• Goal of the exercise:
Where does the word "patterns" appear in the data? Copy every line that holds it.

Segment Start: Provided material

//! Archive discovery: map a job's output directory to its ordered list of
//! archive files.
//!
//! The capture subprocess writes an [`ArchiveState`] descriptor listing the
//! attempt directories it used. Files are returned attempt by attempt in
//! descriptor order, and lexically by relative path within an attempt. A
//! missing or unreadable descriptor falls back to the most recently modified
//! attempt directory.

use anyhow::Result;
use globset::{Glob, GlobSet, GlobSetBuilder};
use serde::{Deserialize, Serialize};
use std::collections::HashSet;
use std::io;
use std::path::{Path, PathBuf};
use std::time::SystemTime;
use tracing::warn;
use walkdir::WalkDir;

/// File name of the descriptor inside a job's output directory.
pub const STATE_FILE: &str = "archive_state.json";

const ARCHIVE_GLOBS: &[&str] = &["**/*.warc", "**/*.warc.gz"];

/// Descriptor written by the capture subprocess. Read-only here.
#[derive(Debug, Clone, Default, Serialize, Deserialize)]
pub struct ArchiveState {
    /// Attempt directories in attempt order, relative to the output
    /// directory or absolute.
    pub attempt_dirs: Vec<PathBuf>,
    /// Whether the capture considers itself finished.
    #[serde(default)]
    pub complete: bool,
}

#[derive(Debug, Clone, PartialEq, Eq)]
pub struct Discovery {
    pub files: Vec<PathBuf>,
    /// True when the descriptor was unusable and the newest attempt
    /// directory was scanned instead.
    pub used_fallback: bool,
    pub complete: Option<bool>,
}

pub fn read_state(output_dir: &Path) -> Result<ArchiveState> {
    let content = std::fs::read_to_string(output_dir.join(STATE_FILE))?;
    Ok(serde_json::from_str(&content)?)
}

/// Resolve the archive files for a job.
///
/// Errors only when the output directory itself cannot be read.
pub fn discover(output_dir: &Path) -> io::Result<Discovery> {
    // Surface mount and permission problems before anything else
    std::fs::read_dir(output_dir)?;

    let globs = build_globset(ARCHIVE_GLOBS).map_err(io::Error::other)?;

    match read_state(output_dir) {
        Ok(state) => {
            let mut seen = HashSet::new();
            let mut files = Vec::new();
            for dir in &state.attempt_dirs {
                let dir = if dir.is_absolute() {
                    dir.clone()
                } else {
                    output_dir.join(dir)
                };
                if !seen.insert(dir.clone()) {
                    continue;
                }
                if !dir.is_dir() {
                    warn!(attempt_dir = %dir.display(), "attempt directory listed in archive state is missing");
                    continue;
                }
                files.extend(scan_attempt(&dir, &globs)?);
            }
            Ok(Discovery {
                files,
                used_fallback: false,
                complete: Some(state.complete),
            })
        }
        Err(e) => {
            let dir = newest_attempt_dir(output_dir)?.unwrap_or_else(|| output_dir.to_path_buf());
            warn!(
                output_dir = %output_dir.display(),
                fallback_dir = %dir.display(),
                error = %e,
                "archive state unusable, falling back to most recently modified attempt directory"
            );
            Ok(Discovery {
                files: scan_attempt(&dir, &globs)?,
                used_fallback: true,
                complete: None,
            })
        }
    }
}

fn scan_attempt(dir: &Path, globs: &GlobSet) -> io::Result<Vec<PathBuf>> {
    let mut found: Vec<(String, PathBuf)> = Vec::new();
    for entry in WalkDir::new(dir).follow_links(false) {
        let entry = entry.map_err(io::Error::from)?;
        if !entry.file_type().is_file() {
            continue;
        }
        let path = entry.path();
        let relative = path.strip_prefix(dir).unwrap_or(path);
        let rel_str = relative.to_string_lossy().to_string();
        if globs.is_match(&rel_str) {
            found.push((rel_str, path.to_path_buf()));
        }
    }

    // Lexical order within an attempt
    found.sort_by(|a, b| a.0.cmp(&b.0));
    Ok(found.into_iter().map(|(_, path)| path).collect())
}

fn newest_attempt_dir(output_dir: &Path) -> io::Result<Option<PathBuf>> {
    let mut newest: Option<(SystemTime, PathBuf)> = None;
    for entry in std::fs::read_dir(output_dir)? {
        let entry = entry?;
        if !entry.file_type()?.is_dir() {
            continue;
        }
        let modified = entry.metadata()?.modified().unwrap_or(SystemTime::UNIX_EPOCH);
        let path = entry.path();
        let replace = match &newest {
            None => true,
            // Ties break on name so the choice is repeatable
            Some((t, p)) => modified > *t || (modified == *t && path > *p),
        };
        if replace {
            newest = Some((modified, path));
        }
    }
    Ok(newest.map(|(_, path)| path))
}

fn build_globset(patterns: &[&str]) -> Result<GlobSet, globset::Error> {
    let mut builder = GlobSetBuilder::new();
    for pattern in patterns {
        builder.add(Glob::new(pattern)?);
    }
    builder.build()
}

Segment End: Provided material

• Exercise answer:
fn build_globset(patterns: &[&str]) -> Result<GlobSet, globset::Error> {
    for pattern in patterns {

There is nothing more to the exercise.